Some statistics may help determine the answer. China topped the list of five worldwide exporters in 2014, with the European Union coming in second. The U.S. finished third, followed by Germany and, in fifth place, Japan. (See Fig. 1.) China is an electronics powerhouse, owning 80% of the mobile phone business, 50% of the liquid crystal display (LCD) television market, 60% of the notebooks and tablets sector and about 65% of the digital cameras sold.
Those numbers certainly are impressive, but here’s the rub. While China is the world’s largest consumer of integrated circuits (ICs) –– 45% of all worldwide semiconductors, to be specific –– 90% are imported. No China semiconductor fab has made it into the top 20 listing as yet.
The Chinese government is well aware of these numbers and realizes it needs to build its own domestic IC industry and infrastructure to mitigate its reliance on outside suppliers and grow the economy. As such, the government will invest anywhere from $20 billion to $50 billion over the next five years to stimulate the growth of a localized industry driven through a number of different initiatives and programs. For example, the State Council established a goal in 2014 to grow the domestic IC industry by $56 billion in 2015 to $140 billion by 2020. This is an impressive 20% year-to-year growth rate –– and an equally impressive target. (See fig. 2.)
The implications for the worldwide semiconductor market are not insignificant, especially China’s pressure for localization. The mandate for the establishment of a domestic supply chain will naturally lead to a push to use local, low-cost suppliers. However, because the supply chain cannot be built overnight, there also will be collaborative opportunities with foreign partners to help “jump start” the build out of the domestic infrastructure. For example, in 2014 Intel invested close to $1.5-billion for a minority stake of the holding company Tsinghua Unigroup, which owns Spreadtrum and RDA. The risk component that is of most concern to Tier 1 companies eyeing these collaborative opportunities are concerns about the protection of their intellectual property (IP). Analysts predict Chinese companies will become much more aggressive in pursuing international mergers and acquisitions (M&A), as illustrated by recent bids from Chinese investment consortiums to acquire OmniVision, Integrated Silicon Solutions, and memory producer Micron.

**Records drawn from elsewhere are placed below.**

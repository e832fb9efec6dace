// Copyright (c) 2025 Felix Kahle.
//
// Permission is hereby granted, free of charge, to any person obtaining
// a copy of this software and associated documentation files (the
// "Software"), to deal in the Software without restriction, including
// without limitation the rights to use, copy, modify, merge, publish,
// distribute, sublicense, and/or sell copies of the Software, and to
// permit persons to whom the Software is furnished to do so, subject to
// the following conditions:
//
// The above copyright notice and this permission notice shall be
// included in all copies or substantial portions of the Software.
//
// THE SOFTWARE IS PROVIDED "AS IS", WITHOUT WARRANTY OF ANY KIND,
// EXPRESS OR IMPLIED, INCLUDING BUT NOT LIMITED TO THE WARRANTIES OF
// MERCHANTABILITY, FITNESS FOR A PARTICULAR PURPOSE AND
// NONINFRINGEMENT. IN NO EVENT SHALL THE AUTHORS OR COPYRIGHT HOLDERS BE
// LIABLE FOR ANY CLAIM, DAMAGES OR OTHER LIABILITY, WHETHER IN AN ACTION
// OF CONTRACT, TORT OR OTHERWISE, ARISING FROM, OUT OF OR IN CONNECTION
// WITH THE SOFTWARE OR THE USE OR OTHER DEALINGS IN THE SOFTWARE.

pub mod prelude;
pub mod primitives;
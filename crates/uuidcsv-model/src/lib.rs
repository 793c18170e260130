pub mod error;
pub mod limits;
pub mod record;
pub mod upload;

pub use error::{Result, UuidCsvError};
pub use limits::{CSV_EXTENSION, MAX_RECORDS, MIN_RECORDS};
pub use record::{Record, Stats};
pub use upload::UploadState;
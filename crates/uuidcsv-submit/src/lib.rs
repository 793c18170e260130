//! Backend submission.
//!
//! The wire types mirror the backend contract (camelCase field names). The
//! default backend is simulated: it logs the payload, waits a fixed
//! artificial delay, and echoes a success response. A real client slots in
//! behind the [`Backend`] trait.

use std::thread;
use std::time::Duration;

use chrono::Utc;
use serde::{Deserialize, Serialize};
use tracing::{debug, info};

use uuidcsv_model::{Record, Result, UuidCsvError};
use uuidcsv_validate::filter_valid;

/// Delay applied by the simulated backend unless overridden.
pub const DEFAULT_SIMULATED_DELAY: Duration = Duration::from_millis(1500);

/// Outbound request body.
#[derive(Debug, Clone, PartialEq, Eq, Serialize, Deserialize)]
#[serde(rename_all = "camelCase")]
pub struct Payload {
    pub file_name: String,
    pub total_records: usize,
    #[serde(rename = "validUUIDs")]
    pub valid_uuids: Vec<String>,
    /// ISO-8601 submission time.
    pub timestamp: String,
}

impl Payload {
    /// Build a payload from the current record list. Only valid UUIDs are
    /// submitted; `total_records` still counts every parsed record.
    pub fn from_records(file_name: impl Into<String>, records: &[Record]) -> Self {
        Payload {
            file_name: file_name.into(),
            total_records: records.len(),
            valid_uuids: filter_valid(records),
            timestamp: Utc::now().to_rfc3339(),
        }
    }
}

/// Expected response body.
#[derive(Debug, Clone, PartialEq, Eq, Serialize, Deserialize)]
#[serde(rename_all = "camelCase")]
pub struct BackendResponse {
    pub success: bool,
    pub processed_count: usize,
    pub timestamp: String,
}

/// Seam for the outbound call. No retry, no timeout, no cancellation.
pub trait Backend {
    fn process_uuids(&self, payload: &Payload) -> Result<BackendResponse>;
}

/// Backend stand-in: fixed artificial delay, unconditional success.
#[derive(Debug, Clone)]
pub struct SimulatedBackend {
    delay: Duration,
}

impl SimulatedBackend {
    pub fn new() -> Self {
        Self {
            delay: DEFAULT_SIMULATED_DELAY,
        }
    }

    /// Override the artificial delay (tests use zero).
    #[must_use]
    pub fn with_delay(mut self, delay: Duration) -> Self {
        self.delay = delay;
        self
    }
}

impl Default for SimulatedBackend {
    fn default() -> Self {
        Self::new()
    }
}

impl Backend for SimulatedBackend {
    fn process_uuids(&self, payload: &Payload) -> Result<BackendResponse> {
        let body = serde_json::to_string(payload)
            .map_err(|error| UuidCsvError::Backend(error.to_string()))?;
        debug!(body = %body, "submission payload");
        info!(
            file_name = %payload.file_name,
            valid = payload.valid_uuids.len(),
            "submitting valid UUIDs to backend (simulated)"
        );
        if !self.delay.is_zero() {
            thread::sleep(self.delay);
        }
        Ok(BackendResponse {
            success: true,
            processed_count: payload.valid_uuids.len(),
            timestamp: Utc::now().to_rfc3339(),
        })
    }
}
//! Text-to-record parsing.

use tracing::debug;

use uuidcsv_model::{Record, Result, UuidCsvError};
use uuidcsv_validate::format_check;

/// Parse decoded file text into an ordered record list.
///
/// Lines that are empty after trimming are dropped. If the first remaining
/// line does not pass the format check it is treated as a header and
/// excluded from the data; this is a heuristic, not a CSV parser - the whole
/// line is one candidate UUID, with no quoting or delimiter handling. A
/// non-UUID first line is therefore always a header, never an invalid row.
///
/// Positions number the lines of the original file, so they start at 2 when
/// a header was stripped.
pub fn parse(text: &str) -> Result<Vec<Record>> {
    let lines: Vec<&str> = text
        .lines()
        .map(str::trim)
        .filter(|line| !line.is_empty())
        .collect();
    if lines.is_empty() {
        return Err(UuidCsvError::EmptyInput);
    }

    let has_header = !format_check(lines[0]);
    let data_lines = if has_header { &lines[1..] } else { &lines[..] };
    let first_position = if has_header { 2 } else { 1 };

    let records: Vec<Record> = data_lines
        .iter()
        .enumerate()
        .map(|(idx, line)| Record {
            position: first_position + idx,
            value: (*line).to_string(),
            is_valid: format_check(line),
        })
        .collect();
    debug!(
        lines = lines.len(),
        records = records.len(),
        has_header,
        "parsed upload text"
    );
    Ok(records)
}
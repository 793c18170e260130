mod format;
mod report;

pub use format::format_check;
pub use report::{
    RecordJson, ValidationReportPayload, write_validation_report_csv,
    write_validation_report_json,
};

use uuidcsv_model::{MAX_RECORDS, MIN_RECORDS, Record, Result, Stats, UuidCsvError};

/// Check that the record count is within the accepted bounds.
pub fn validate_size(records: &[Record]) -> Result<()> {
    let count = records.len();
    if count < MIN_RECORDS {
        return Err(UuidCsvError::TooFewRecords { count });
    }
    if count > MAX_RECORDS {
        return Err(UuidCsvError::TooManyRecords { count });
    }
    Ok(())
}

/// Aggregate validity counts and the rounded valid percentage.
pub fn compute_stats(records: &[Record]) -> Stats {
    let total = records.len();
    let valid = records.iter().filter(|record| record.is_valid).count();
    let invalid = total - valid;
    let percentage = if total == 0 {
        0
    } else {
        #[allow(clippy::cast_possible_truncation, clippy::cast_sign_loss)]
        let rounded = (valid as f64 / total as f64 * 100.0).round() as u32;
        rounded
    };
    Stats {
        total,
        valid,
        invalid,
        percentage,
    }
}

/// Values of the valid records, in original file order.
pub fn filter_valid(records: &[Record]) -> Vec<String> {
    records
        .iter()
        .filter(|record| record.is_valid)
        .map(|record| record.value.clone())
        .collect()
}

China’s bold moves within the semiconductor ecosystem are fraught with challenges, too. A large investment in technology innovation is welcome news, but a successful outcome is not guaranteed. In fact, even a large investment in advanced IC manufacturing may not be enough. The worldwide industry consolidation creates barriers to entry for newcomers. The technology, the talent, the market and supply chain are global and China’s value proposition and ability to go global is untested.
Questions have been raised about whether Chinese startups will be able to flourish when information access is restricted, and reliance on government initiatives and funding often hinders innovation and competitiveness, key drivers of a robust presence in the global semiconductor market. Moreover, the established competition is a generation ahead and there is no sign of a slowdown. After all, China’s semiconductor industry started late and currently lacks the necessary scale and core competencies.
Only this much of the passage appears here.